3028 words - 12 pages

To many, rape seems like a distant and remote problem, something that’s heard about from a friend of a friend or read about in a newspaper. Despite its ostensible distance, rape is a legitimate and serious problem, yet American society condones it through the widespread acceptance of rape myths and gender stratification. The short story, “Rape Fantasies”, written by Margaret Atwood, begins with Estelle, the narrator, eating lunch with her coworkers, receptionists and employees in filing, in the women’s lunch room. Her employment situation, as well as her lunch circumstances, immediately illustrates the power imbalance between men and women. They then begin to discuss their various “rape fantasies” which involve daring and attractive men coming into their apartment and having sex with them. Estelle quickly notes that these are not fantasies about actual rape, rejecting the myth that women fantasize about being raped. Estelle then shares her own fantasies, which all involve her gaining the upper hand in the various scenarios, suggesting that Estelle fantasizes not about rape, but about not being a victim.
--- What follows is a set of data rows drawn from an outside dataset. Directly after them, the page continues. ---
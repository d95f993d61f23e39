// SPDX-License-Identifier: Apache-2.0
// Copyright 2024-2026 Ember Systems Inc.

//! Bootloader Control Block
//!
//! The BCB is a fixed-layout record at offset 0 of the `misc` partition,
//! used by the OS and recovery to hand a boot request to the bootloader:
//!
//! ```text
//! Offset  Size  Field
//! 0x000   32    command   ("boot-<target>" / "bootonce-<target>")
//! 0x020   32    status    (owned by the bootloader, always cleared)
//! 0x040   768   recovery  (opaque to the bootloader)
//! 0x340   32    stage     (opaque to the bootloader)
//! ```
//!
//! All fields are ASCII, NUL-padded. The bootloader owns `status` and
//! clears it whenever it is non-empty; `command` is erased before honoring
//! a `bootonce-*` request so an unexpected reset cannot replay it.

use ember_common::Error;

/// Bytes of the `misc` partition consumed by the BCB
pub const BCB_SIZE: usize = 864;

const COMMAND_LEN: usize = 32;
const STATUS_LEN: usize = 32;
const RECOVERY_LEN: usize = 768;
const STAGE_LEN: usize = 32;

const COMMAND_OFFSET: usize = 0;
const STATUS_OFFSET: usize = COMMAND_OFFSET + COMMAND_LEN;
const RECOVERY_OFFSET: usize = STATUS_OFFSET + STATUS_LEN;
const STAGE_OFFSET: usize = RECOVERY_OFFSET + RECOVERY_LEN;

/// BCB parsing/serialization error
#[derive(Debug, Clone, Copy, PartialEq, Eq)]
pub enum BcbError {
    /// Source buffer shorter than [`BCB_SIZE`]
    TooShort,
    /// Replacement field value does not fit
    FieldTooLong,
}

impl From<BcbError> for Error {
    fn from(_: BcbError) -> Self {
        Error::MalformedBcb
    }
}

/// Semantic interpretation of the BCB `command` field
#[derive(Debug, Clone, Copy, PartialEq, Eq)]
pub enum BcbCommand<'a> {
    /// Command field is empty
    Empty,
    /// `boot-<name>`: persistent request, left in place
    Boot(&'a str),
    /// `bootonce-<name>`: one-shot request, erased before honoring
    BootOnce(&'a str),
    /// Non-empty command this bootloader does not understand
    Other(&'a str),
}

/// In-memory Bootloader Control Block
#[derive(Clone)]
pub struct Bcb {
    command: [u8; COMMAND_LEN],
    status: [u8; STATUS_LEN],
    recovery: [u8; RECOVERY_LEN],
    stage: [u8; STAGE_LEN],
}

impl Bcb {
    /// Parse a BCB from the first [`BCB_SIZE`] bytes of `misc`
    pub fn parse(raw: &[u8]) -> Result<Self, BcbError> {
        if raw.len() < BCB_SIZE {
            return Err(BcbError::TooShort);
        }

        let mut bcb = Self {
            command: [0; COMMAND_LEN],
            status: [0; STATUS_LEN],
            recovery: [0; RECOVERY_LEN],
            stage: [0; STAGE_LEN],
        };
        bcb.command
            .copy_from_slice(&raw[COMMAND_OFFSET..COMMAND_OFFSET + COMMAND_LEN]);
        bcb.status
            .copy_from_slice(&raw[STATUS_OFFSET..STATUS_OFFSET + STATUS_LEN]);
        bcb.recovery
            .copy_from_slice(&raw[RECOVERY_OFFSET..RECOVERY_OFFSET + RECOVERY_LEN]);
        bcb.stage
            .copy_from_slice(&raw[STAGE_OFFSET..STAGE_OFFSET + STAGE_LEN]);
        Ok(bcb)
    }

    /// Serialize back into the first [`BCB_SIZE`] bytes of `misc`
    ///
    /// `recovery` and `stage` are written back untouched; they belong to
    /// the OS side of the protocol.
    pub fn write_to(&self, out: &mut [u8]) -> Result<(), BcbError> {
        if out.len() < BCB_SIZE {
            return Err(BcbError::TooShort);
        }

        out[COMMAND_OFFSET..COMMAND_OFFSET + COMMAND_LEN].copy_from_slice(&self.command);
        out[STATUS_OFFSET..STATUS_OFFSET + STATUS_LEN].copy_from_slice(&self.status);
        out[RECOVERY_OFFSET..RECOVERY_OFFSET + RECOVERY_LEN].copy_from_slice(&self.recovery);
        out[STAGE_OFFSET..STAGE_OFFSET + STAGE_LEN].copy_from_slice(&self.stage);
        Ok(())
    }

    /// The command field up to the first NUL
    ///
    /// Non-UTF-8 content is treated as empty; a garbage command must
    /// degrade to a normal boot, not an error.
    #[must_use]
    pub fn command_str(&self) -> &str {
        field_str(&self.command)
    }

    /// Interpret the command field
    #[must_use]
    pub fn command(&self) -> BcbCommand<'_> {
        let cmd = self.command_str();
        if cmd.is_empty() {
            BcbCommand::Empty
        } else if let Some(name) = cmd.strip_prefix("boot-") {
            BcbCommand::Boot(name)
        } else if let Some(name) = cmd.strip_prefix("bootonce-") {
            BcbCommand::BootOnce(name)
        } else {
            BcbCommand::Other(cmd)
        }
    }

    /// Whether the status field holds stale data
    #[must_use]
    pub fn status_dirty(&self) -> bool {
        self.status[0] != 0
    }

    /// Clear the status field
    pub fn clear_status(&mut self) {
        self.status = [0; STATUS_LEN];
    }

    /// Erase the command field (one-shot semantics)
    pub fn clear_command(&mut self) {
        self.command = [0; COMMAND_LEN];
    }

    /// Replace the command field (used by tests and the fastboot `oem`
    /// path)
    pub fn set_command(&mut self, cmd: &str) -> Result<(), BcbError> {
        if cmd.len() >= COMMAND_LEN {
            return Err(BcbError::FieldTooLong);
        }
        self.command = [0; COMMAND_LEN];
        self.command[..cmd.len()].copy_from_slice(cmd.as_bytes());
        Ok(())
    }
}

fn field_str(field: &[u8]) -> &str {
    let end = field.iter().position(|&b| b == 0).unwrap_or(field.len());
    core::str::from_utf8(&field[..end]).unwrap_or("")
}

#[cfg(test)]
mod tests {
    use super::*;

    fn raw_with_command(cmd: &str) -> [u8; BCB_SIZE] {
        let mut raw = [0u8; BCB_SIZE];
        raw[..cmd.len()].copy_from_slice(cmd.as_bytes());
        raw
    }

    #[test]
    fn parses_persistent_command() {
        let bcb = Bcb::parse(&raw_with_command("boot-recovery")).unwrap();
        assert_eq!(bcb.command(), BcbCommand::Boot("recovery"));
    }

    #[test]
    fn parses_oneshot_command() {
        let bcb = Bcb::parse(&raw_with_command("bootonce-fastboot")).unwrap();
        assert_eq!(bcb.command(), BcbCommand::BootOnce("fastboot"));
    }

    #[test]
    fn empty_and_garbage_commands() {
        let bcb = Bcb::parse(&[0u8; BCB_SIZE]).unwrap();
        assert_eq!(bcb.command(), BcbCommand::Empty);

        let mut raw = [0u8; BCB_SIZE];
        raw[0] = 0xFF;
        raw[1] = 0xFE;
        let bcb = Bcb::parse(&raw).unwrap();
        assert_eq!(bcb.command(), BcbCommand::Empty);
    }

    #[test]
    fn short_buffer_rejected() {
        assert!(matches!(
            Bcb::parse(&[0u8; BCB_SIZE - 1]),
            Err(BcbError::TooShort)
        ));
    }

    #[test]
    fn roundtrip_preserves_opaque_fields_and_clears_status() {
        let mut raw = raw_with_command("boot-recovery");
        raw[32] = b'x'; // stale status
        raw[64] = b'r'; // recovery field content
        raw[832] = b'2'; // stage field content

        let mut bcb = Bcb::parse(&raw).unwrap();
        assert!(bcb.status_dirty());
        bcb.clear_status();

        let mut out = [0u8; BCB_SIZE];
        bcb.write_to(&mut out).unwrap();

        let reparsed = Bcb::parse(&out).unwrap();
        assert!(!reparsed.status_dirty());
        assert_eq!(reparsed.command(), BcbCommand::Boot("recovery"));
        assert_eq!(out[64], b'r');
        assert_eq!(out[832], b'2');
    }

    #[test]
    fn oneshot_erase_does_not_return_on_reparse() {
        let mut bcb = Bcb::parse(&raw_with_command("bootonce-recovery")).unwrap();
        bcb.clear_command();

        let mut out = [0u8; BCB_SIZE];
        bcb.write_to(&mut out).unwrap();
        assert_eq!(Bcb::parse(&out).unwrap().command(), BcbCommand::Empty);
    }

    #[test]
    fn set_command_bounds() {
        let mut bcb = Bcb::parse(&[0u8; BCB_SIZE]).unwrap();
        assert!(bcb.set_command("boot-recovery").is_ok());
        assert_eq!(bcb.command_str(), "boot-recovery");

        let long = "boot-0123456789012345678901234567890123456789";
        assert_eq!(bcb.set_command(long), Err(BcbError::FieldTooLong));
    }
}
Towards the end of the text, Estelle, likely while talking to a man at a bar, muses on a women’s difficulty in living life fully while avoiding dangerous situations that society allows, further illustrating the unfortunate situation that women live in due to the gender power disparity in our society. Though this short story was set in the 1970s, rape remains a prominent problem today (Pearson 47). Through the discussion of this text, negative attitudes that many students harbor about rape and its victims could likely be corrected as well as diminish general rape acceptance. Furthermore, this story also reveals the power imbalance between men and women that allows rape to thrive in our current society. It is through the recognition of this gender disparity that the aspects of our society which nurture sexual violence could be rectified. In addition, this short story would provide a challenging experience for the student. The story’s format is comprised of anecdotal “fantasies” which, together, form biting satire. Additionally, the themes of gender, sexuality, power and victimization in this text will lead to open and rich discussion in classrooms regarding female sexuality as well as the status quo of America’s patriarchal society.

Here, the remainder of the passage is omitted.